Федор Иванович Панферов всю свою жизнь чувствовал себя неотрывной частицей партии и, умирая, хотел остаться своим творчеством в ее рядах. Литература для него была партийным делом.
Гнев Ивана Грозного
Накануне тридцатипятилетия Сталинградской битвы мне позвонил из Ростова однополчанин Георгий Кузнецов:
— Почему совет ветеранов нашей дивизии забыл Ивана Грозного?
— Не пойму о чем речь? — удивился я.
— У тебя короткая память, — упрекнул меня однополчанин, и связь прервалась. Сижу жду повторного звонка и не пойму — за что упрекнул меня однополчанин?
Напраслина... Нет, стоп, стоп! Кого же мы называли Иваном Грозным? И память вернула меня в незабываемое.
Было это в конце сентября 1942 года. Наш полк прибыл оборонять Мамаев курган.
Неожиданно среди защитников кургана стало все чаще и чаще повторяться: «Иван Грозный». Сначала казалось, что так назвали какое-то новое оружие. Но я случайно услышал разговор начальника артиллерии армии генерала Пожарского с командиром полка:
— Свяжитесь с Иваном Грозным, и он вам поможет.
— А где он находится? — спросил командир полка.
— На заводе «Металлист», — пояснил Пожарский, и в голосе его прозвучал упрек, — дескать, пора знать, где обосновался Иван Грозный.
После ранения меня хотели списать за Волгу, но я воспротивился, и командир полка разрешил остаться в санитарной роте. А санрота как раз и располагалась в подвалах завода металлических изделий.
Два дня я добивался от санитаров — кого называют здесь Иваном Грозным? И бесполезно: никто из них не знал, кому присвоено такое царское имя. Однажды, когда боль в ноге унялась, я пошел бродить по заводу и повстречал под эстакадой старшего лейтенанта. Губы добрые, лицо круглое, украинское, с хитринкой в глазах.
— Шо ты шкандыбаешь туточки, кого шукаешь? — спросил он.
— Да вот ищу одного человека.
— Якого?
— Иваном Грозным кличут, он где-то тут, на «Металлисте», — ответил я.

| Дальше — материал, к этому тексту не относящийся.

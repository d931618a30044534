//! # fixqr
//!
//! A Rust library for generating fixed-geometry, QR-style module matrices.
//! Every symbol is a 33x33 grid (version 4) carrying finder patterns,
//! separators, timing patterns and a dark module, with the payload written in
//! the standard zigzag order and masked with the lowest penalty pattern.
//!
//! ## Features
//!
//! - **Mode classification**: Numeric, Alphanumeric or Byte, picked from the input
//! - **Bitstream encoding**: Mode header, character count, payload, terminator and padding
//! - **Parity redundancy**: A XOR fold of the data codewords sized per error correction level
//! - **Mask selection**: All 8 patterns scored by an adjacency penalty, lowest wins
//! - **Rendering**: Console text, plain text grid and grayscale images
//!
//! The redundancy block is a parity fold, not a Reed-Solomon remainder, so the
//! symbols are not readable by standard QR scanners.
//!
//! ## Quick Start
//!
//! ```rust
//! use fixqr::QRBuilder;
//!
//! # fn main() -> Result<(), Box<dyn std::error::Error>> {
//! // Simplest usage: level M, automatic mode and mask
//! let qr = QRBuilder::new("HELLO WORLD").build()?;
//!
//! assert_eq!(qr.width(), 33);
//! println!("{}", qr.to_console_str());
//! # Ok(())
//! # }
//! ```
//!
//! ### Full Configuration
//!
//! ```rust
//! use fixqr::{ECLevel, MaskPattern, Mode, QRBuilder};
//!
//! # fn main() -> Result<(), Box<dyn std::error::Error>> {
//! let qr = QRBuilder::new("12345")
//!     .ec_level(ECLevel::Q)          // Error correction level, defaults to ECLevel::M
//!     .mode(Mode::Numeric)           // Encoding mode, classified from the data if not provided
//!     .mask(MaskPattern::new(3)?)    // Mask pattern, lowest penalty one if not provided
//!     .build()?;
//!
//! let img = qr.to_image(4); // 4 pixels per module
//! assert_eq!(img.width(), (33 + 8) * 4);
//! # Ok(())
//! # }
//! ```
//!
//! ## Error Correction Levels
//!
//! | Level | Data codewords | Redundancy codewords |
//! |-------|----------------|----------------------|
//! | L     | 80             | 10                   |
//! | M     | 64             | 16                   |
//! | Q     | 48             | 24                   |
//! | H     | 36             | 28                   |

#![allow(clippy::items_after_test_module)]

pub mod builder;
pub(crate) mod common;

pub use builder::{Module, QRBuilder, QR, QUIET_ZONE};
pub use common::bit_utils::BitStream;
pub use common::codec::{encode, Mode};
pub use common::error::{QRError, QRResult};
pub use common::mask::{compute_total_penalty, MaskPattern};
pub use common::metadata::{Color, ECLevel, Version, DEFAULT_VERSION};
use std::io::{self, BufRead, Write};
use std::path::{Path, PathBuf};
use std::process::ExitCode;

use clap::Parser;
use tracing::{error, info, Level};

use fixqr::{ECLevel, MaskPattern, QRBuilder, QR};

/// Generates a 33x33 QR-style matrix from text.
#[derive(Parser, Debug)]
#[command(name = "fixqr", version)]
#[command(about = "Generate a fixed-geometry QR-style matrix")]
struct Args {
    /// Text to encode. Read from stdin when omitted.
    text: Option<String>,

    /// Error correction level.
    #[arg(short, long, default_value = "M", value_parser = parse_ec_level)]
    ec_level: ECLevel,

    /// Text file receiving the rendered matrix.
    #[arg(short, long, default_value = "qrcode_output.txt")]
    output: PathBuf,

    /// Also save the matrix as a PNG image.
    #[arg(long)]
    png: Option<PathBuf>,

    /// Force a mask pattern (0-7) instead of picking the lowest penalty one.
    #[arg(long, value_parser = parse_mask)]
    mask: Option<MaskPattern>,

    /// Log pipeline stages to stderr.
    #[arg(short, long)]
    verbose: bool,
}

fn parse_ec_level(s: &str) -> Result<ECLevel, String> {
    s.parse().map_err(|e| format!("{e}"))
}

fn parse_mask(s: &str) -> Result<MaskPattern, String> {
    let pattern = s.parse::<u8>().map_err(|e| e.to_string())?;
    MaskPattern::new(pattern).map_err(|e| e.to_string())
}

fn main() -> ExitCode {
    let args = Args::parse();

    let level = if args.verbose { Level::DEBUG } else { Level::WARN };
    tracing_subscriber::fmt().with_writer(io::stderr).with_max_level(level).init();

    let text = match args.text {
        Some(t) => t,
        None => match prompt_text() {
            Ok(t) => t,
            Err(e) => {
                error!("Failed to read input: {e}");
                return ExitCode::FAILURE;
            }
        },
    };

    if text.is_empty() {
        eprintln!("Error: Empty input");
        return ExitCode::FAILURE;
    }

    let mut builder = QRBuilder::new(&text);
    builder.ec_level(args.ec_level);
    if let Some(m) = args.mask {
        builder.mask(m);
    }

    let qr = match builder.build() {
        Ok(qr) => qr,
        Err(e) => {
            eprintln!("Error: {e}");
            return ExitCode::FAILURE;
        }
    };

    let w = qr.width();
    println!("QR Code (Version {}, {w}x{w}):", *qr.version());
    println!("Mode: {}", qr.mode());
    println!("{}", qr.to_console_str());

    save_outputs(&qr, &args.output, args.png.as_deref());

    ExitCode::SUCCESS
}

// Write failures are logged and counted, never fatal
fn save_outputs(qr: &QR, output: &Path, png: Option<&Path>) -> usize {
    let mut failures = 0;

    match write_text_file(output, qr) {
        Ok(()) => {
            info!("Saved text rendering to {}", output.display());
            println!("QR code saved to {}", output.display());
        }
        Err(e) => {
            error!("Failed to write {}: {e}", output.display());
            failures += 1;
        }
    }

    if let Some(path) = png {
        match qr.to_image(10).save(path) {
            Ok(()) => println!("QR image saved to {}", path.display()),
            Err(e) => {
                error!("Failed to save image {}: {e}", path.display());
                failures += 1;
            }
        }
    }

    failures
}

fn prompt_text() -> io::Result<String> {
    print!("Enter text to encode in QR: ");
    io::stdout().flush()?;
    let mut line = String::new();
    io::stdin().lock().read_line(&mut line)?;
    Ok(line.trim_end_matches(['\r', '\n']).to_string())
}

fn text_file_contents(qr: &QR) -> String {
    format!("QR Code - Version {}\nData: {}\n\n{}", *qr.version(), qr.text(), qr.to_text())
}

fn write_text_file(path: &Path, qr: &QR) -> io::Result<()> {
    std::fs::write(path, text_file_contents(qr))
}

#[cfg(test)]
mod cli_tests {
    use std::path::Path;

    use clap::Parser;

    use super::{save_outputs, text_file_contents, Args};
    use fixqr::{ECLevel, QRBuilder};

    #[test]
    fn test_defaults() {
        let args = Args::parse_from(["fixqr", "hello"]);
        assert_eq!(args.text.as_deref(), Some("hello"));
        assert_eq!(args.ec_level, ECLevel::M);
        assert_eq!(args.output.to_str(), Some("qrcode_output.txt"));
        assert!(args.png.is_none());
        assert!(args.mask.is_none());
        assert!(!args.verbose);
    }

    #[test]
    fn test_flags() {
        let args = Args::parse_from(["fixqr", "-e", "h", "--mask", "6", "-o", "out.txt", "-v"]);
        assert_eq!(args.text, None);
        assert_eq!(args.ec_level, ECLevel::H);
        assert_eq!(args.mask.map(|m| *m), Some(6));
        assert!(args.verbose);
    }

    #[test]
    fn test_invalid_flags() {
        assert!(Args::try_parse_from(["fixqr", "-e", "X"]).is_err());
        assert!(Args::try_parse_from(["fixqr", "--mask", "8"]).is_err());
    }

    #[test]
    fn test_text_file_contents() {
        let qr = QRBuilder::new("HELLO").build().unwrap();
        let contents = text_file_contents(&qr);
        let lines = contents.lines().collect::<Vec<_>>();
        assert_eq!(lines[0], "QR Code - Version 4");
        assert_eq!(lines[1], "Data: HELLO");
        assert_eq!(lines[2], "");
        assert_eq!(lines.len(), 3 + 33);
    }

    #[test]
    fn test_write_failures_are_counted() {
        let qr = QRBuilder::new("HELLO").build().unwrap();
        let missing_dir = Path::new("/nonexistent-fixqr-dir");
        let failures = save_outputs(
            &qr,
            &missing_dir.join("out.txt"),
            Some(missing_dir.join("out.png").as_path()),
        );
        assert_eq!(failures, 2);
    }
}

— А як он тоби буде: чи брат, чи кум?
Добродушное лицо старшего лейтенанта тронула еле заметная ироническая улыбка. Я отпарировал:
— Моя прабабушка была тещей его праправнука, а крестились мы с ним под Казанью в одном сельсовете.
— Це дило. Шукай, шукай.
Уходя, он предупредил, что бродить под эстакадой с костылями опасно: начнется обстрел или бомбежка, и деревянные ноги могут подвести. Что касается Ивана Грозного, то о нем, пожалуй, можно узнать у человека, который каждое утро поднимается на эстакаду, на самый верх, в гнездо из рваной арматуры.
Утром, чуть свет, я пришел под эстакаду, но опоздал. В гнезде уже работал, как мне сразу стало ясно, какой-то артиллерийский начальник. Наблюдая за разрывами снарядов и мин, он передавал через радиста, находившегося внизу, поправки, уточнял координаты. По ходу переговоров радиста с огневыми позициями за Волгой я понял, это тут решается какая-то сложная и трудная задача.